----- Supplied records -----

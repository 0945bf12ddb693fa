//! UID generation for TS6-style user identifiers.

use rand::Rng;

/// Unique identifier for a session (TS6 UID string).
pub type Uid = String;

/// Generates UIDs for our own pseudo-clients.
///
/// Format: SID (3 chars) + client ID (6 chars base36) = 9 chars total.
/// `AAAAAA` is the service pseudo-client itself; placeholders get random
/// client IDs so a restarted node does not walk into UIDs the network
/// still remembers from the previous run.
pub struct UidGenerator {
    sid: String,
}

impl UidGenerator {
    pub fn new(sid: String) -> Self {
        Self { sid }
    }

    /// UID of the service pseudo-client.
    pub fn service_uid(&self) -> Uid {
        format!("{}{}", self.sid, base36_encode_6(0))
    }

    /// Random UID that `in_use` does not claim, trying at most `max_attempts`
    /// candidates.
    pub fn allocate(&self, max_attempts: usize, in_use: impl Fn(&str) -> bool) -> Option<Uid> {
        let mut rng = rand::thread_rng();
        // 36^6; skip 0 which is the service itself
        const SPACE: u64 = 2_176_782_336;
        for _ in 0..max_attempts {
            let uid = format!("{}{}", self.sid, base36_encode_6(rng.gen_range(1..SPACE)));
            if !in_use(&uid) {
                return Some(uid);
            }
        }
        None
    }
}

/// Encode a number as a 6-character base36 string.
fn base36_encode_6(mut n: u64) -> String {
    const CHARS: &[u8] = b"ABCDEFGHIJKLMNOPQRSTUVWXYZ0123456789";
    let mut result = [b'A'; 6];

    for i in (0..6).rev() {
        result[i] = CHARS[(n % 36) as usize];
        n /= 36;
    }

    String::from_utf8_lossy(&result).into_owned()
}
//! Nickname protection configuration.
//!
//! Option names follow the long-standing services naming (`grace_period`,
//! `gline_*`) so existing deployments can carry their values over.

use serde::Deserialize;
use std::time::Duration;

/// Nickname protection and abuse escalation settings.
#[derive(Debug, Clone, Deserialize)]
pub struct ProtectionConfig {
    /// Nickname of the service pseudo-client (default: "NickServ").
    #[serde(default = "default_service_nick")]
    pub nick: String,
    /// Where users are told to authenticate, shown in warnings (default: "NickServ").
    #[serde(default = "default_service_nick")]
    pub auth_service: String,
    /// Seconds an unauthenticated session may hold a protected nick (default: 60).
    #[serde(default = "default_grace_period")]
    pub grace_period: u64,
    /// Milliseconds between enforcement sweeps (default: 10000).
    #[serde(default = "default_check_interval")]
    pub check_interval: u64,
    /// Escalate repeated abuse to placeholder occupation (default: true).
    #[serde(default = "default_true")]
    pub gline_enabled: bool,
    /// Failed attempts per `ident@host` before escalating (default: 3).
    #[serde(default = "default_gline_attempts")]
    pub gline_attempts: u32,
    /// Seconds a placeholder holds the nick and the host stays blocked (default: 600).
    #[serde(default = "default_gline_duration")]
    pub gline_duration: u64,
    /// Backoff between occupation retries, in milliseconds (default: 1000, 2000, 3000).
    #[serde(default = "default_retry_backoff")]
    pub retry_backoff: Vec<u64>,
    /// Occupation retries before the final forced attempt (default: 3).
    #[serde(default = "default_max_retries")]
    pub max_retries: u32,
    /// Milliseconds between deferred-queue polls (default: 250).
    #[serde(default = "default_retry_poll_interval")]
    pub retry_poll_interval: u64,
    /// Milliseconds RECOVER waits for a kill to propagate before renaming (default: 1500).
    #[serde(default = "default_recover_delay")]
    pub recover_delay: u64,
    /// Channel receiving escalation announcements (default: "#services").
    #[serde(default = "default_ops_channel")]
    pub ops_channel: String,
    /// Ident of placeholder sessions.
    #[serde(default = "default_placeholder_ident")]
    pub placeholder_ident: String,
    /// Host of placeholder sessions.
    #[serde(default = "default_placeholder_host")]
    pub placeholder_host: String,
    /// Realname of placeholder sessions.
    #[serde(default = "default_placeholder_gecos")]
    pub placeholder_gecos: String,
}

impl Default for ProtectionConfig {
    fn default() -> Self {
        Self {
            nick: default_service_nick(),
            auth_service: default_service_nick(),
            grace_period: default_grace_period(),
            check_interval: default_check_interval(),
            gline_enabled: true,
            gline_attempts: default_gline_attempts(),
            gline_duration: default_gline_duration(),
            retry_backoff: default_retry_backoff(),
            max_retries: default_max_retries(),
            retry_poll_interval: default_retry_poll_interval(),
            recover_delay: default_recover_delay(),
            ops_channel: default_ops_channel(),
            placeholder_ident: default_placeholder_ident(),
            placeholder_host: default_placeholder_host(),
            placeholder_gecos: default_placeholder_gecos(),
        }
    }
}

impl ProtectionConfig {
    pub fn grace(&self) -> Duration {
        Duration::from_secs(self.grace_period)
    }

    pub fn sweep_interval(&self) -> Duration {
        Duration::from_millis(self.check_interval)
    }

    pub fn block_duration(&self) -> Duration {
        Duration::from_secs(self.gline_duration)
    }

    pub fn poll_interval(&self) -> Duration {
        Duration::from_millis(self.retry_poll_interval)
    }

    pub fn recover_wait(&self) -> Duration {
        Duration::from_millis(self.recover_delay)
    }

    /// Delay before occupation attempt `attempt` runs.
    ///
    /// Attempts past the end of the list reuse the last entry.
    pub fn backoff(&self, attempt: u32) -> Duration {
        let idx = (attempt as usize).min(self.retry_backoff.len().saturating_sub(1));
        Duration::from_millis(self.retry_backoff.get(idx).copied().unwrap_or(1000))
    }
}

fn default_true() -> bool {
    true
}

fn default_service_nick() -> String {
    "NickServ".to_string()
}

fn default_grace_period() -> u64 {
    60
}

fn default_check_interval() -> u64 {
    10_000
}

fn default_gline_attempts() -> u32 {
    3
}

fn default_gline_duration() -> u64 {
    600
}

fn default_retry_backoff() -> Vec<u64> {
    vec![1000, 2000, 3000]
}

fn default_max_retries() -> u32 {
    3
}

fn default_retry_poll_interval() -> u64 {
    250
}

fn default_recover_delay() -> u64 {
    1500
}

fn default_ops_channel() -> String {
    "#services".to_string()
}

fn default_placeholder_ident() -> String {
    "enforcer".to_string()
}

fn default_placeholder_host() -> String {
    "services.int".to_string()
}

fn default_placeholder_gecos() -> String {
    "Reserved nickname placeholder".to_string()
}

#[cfg(test)]
mod tests {
    use super::*;

    #[test]
    fn defaults_match_documented_values() {
        let config = ProtectionConfig::default();
        assert_eq!(config.grace(), Duration::from_secs(60));
        assert_eq!(config.sweep_interval(), Duration::from_secs(10));
        assert!(config.gline_enabled);
        assert_eq!(config.gline_attempts, 3);
        assert_eq!(config.block_duration(), Duration::from_secs(600));
        assert_eq!(config.max_retries, 3);
    }

    #[test]
    fn backoff_increases_then_saturates() {
        let config = ProtectionConfig::default();
        assert_eq!(config.backoff(0), Duration::from_secs(1));
        assert_eq!(config.backoff(1), Duration::from_secs(2));
        assert_eq!(config.backoff(2), Duration::from_secs(3));
        assert_eq!(config.backoff(7), Duration::from_secs(3));
    }

    #[test]
    fn backoff_with_empty_list_falls_back_to_one_second() {
        let config = ProtectionConfig {
            retry_backoff: Vec::new(),
            ..ProtectionConfig::default()
        };
        assert_eq!(config.backoff(0), Duration::from_secs(1));
    }

    #[test]
    fn partial_section_keeps_other_defaults() {
        let config: ProtectionConfig =
            toml::from_str("grace_period = 30\ngline_enabled = false\n").unwrap();
        assert_eq!(config.grace_period, 30);
        assert!(!config.gline_enabled);
        assert_eq!(config.check_interval, 10_000);
        assert_eq!(config.nick, "NickServ");
    }
}
//! Error types for event processing and the uplink.
//!
//! Persistence and configuration errors live beside their modules
//! ([`crate::db::DbError`], [`crate::config::ConfigError`]).

use thiserror::Error;
use tokio_util::codec::LinesCodecError;

// ============================================================================
// Engine Errors (event processing)
// ============================================================================

/// Errors that can occur while handling a single link event.
///
/// None of these are fatal; the dispatch loop logs them and moves on.
#[derive(Debug, Error)]
pub enum EngineError {
    #[error("engine is not running")]
    NotRunning,

    #[error("unknown session: {0}")]
    UnknownSession(String),
}

impl EngineError {
    /// Get a static error code string for log fields.
    pub fn error_code(&self) -> &'static str {
        match self {
            Self::NotRunning => "not_running",
            Self::UnknownSession(_) => "unknown_session",
        }
    }
}

// ============================================================================
// Link Errors (uplink connection)
// ============================================================================

/// Errors that end an uplink connection.
#[derive(Debug, Error)]
pub enum LinkError {
    #[error("I/O error: {0}")]
    Io(#[from] std::io::Error),

    #[error("line codec error: {0}")]
    Codec(#[from] LinesCodecError),

    #[error("uplink sent ERROR: {0}")]
    Remote(String),

    #[error("connection closed by uplink")]
    Closed,
}

#[cfg(test)]
mod tests {
    use super::*;

    #[test]
    fn error_codes_are_stable() {
        assert_eq!(EngineError::NotRunning.error_code(), "not_running");
        assert_eq!(
            EngineError::UnknownSession("001AAAAAA".into()).error_code(),
            "unknown_session"
        );
    }

    #[test]
    fn link_error_display() {
        let err = LinkError::Remote("Closing Link: bad password".into());
        assert_eq!(err.to_string(), "uplink sent ERROR: Closing Link: bad password");
    }
}
//! Nickname validation (RFC 2812 section 2.3.1).

/// Maximum nickname length accepted for reservations.
pub const DEFAULT_NICK_MAX_LEN: usize = 30;

/// Extension trait for checking if a string is a valid IRC nickname.
pub trait NickExt {
    /// First character a letter or special, the rest letters, digits,
    /// specials or `-`, at most [`DEFAULT_NICK_MAX_LEN`] characters.
    fn is_valid_nick(&self) -> bool;
}

#[inline]
fn is_special(c: char) -> bool {
    matches!(c, '[' | ']' | '\\' | '`' | '_' | '^' | '{' | '|' | '}')
}

impl NickExt for str {
    fn is_valid_nick(&self) -> bool {
        if self.is_empty() || self.len() > DEFAULT_NICK_MAX_LEN {
            return false;
        }

        let mut chars = self.chars();
        let Some(first) = chars.next() else {
            return false;
        };

        if !first.is_ascii_alphabetic() && !is_special(first) {
            return false;
        }

        chars.all(|c| c.is_ascii_alphanumeric() || is_special(c) || c == '-')
    }
}

#[cfg(test)]
mod tests {
    use super::*;

    #[test]
    fn test_valid_nicks() {
        assert!("bob".is_valid_nick());
        assert!("Bob123".is_valid_nick());
        assert!("[cool]".is_valid_nick());
        assert!("_under-score_".is_valid_nick());
    }

    #[test]
    fn test_invalid_nicks() {
        assert!(!"".is_valid_nick());
        assert!(!"123bob".is_valid_nick());
        assert!(!"bob smith".is_valid_nick());
        assert!(!"#channel".is_valid_nick());
        assert!(!"a".repeat(31).as_str().is_valid_nick());
    }
}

-----

- _Work to complete_
Find "sessions" in the data above. Report each line where it appears.

- _Output below_
    /// Ident of placeholder sessions.
    /// Host of placeholder sessions.
    /// Realname of placeholder sessions.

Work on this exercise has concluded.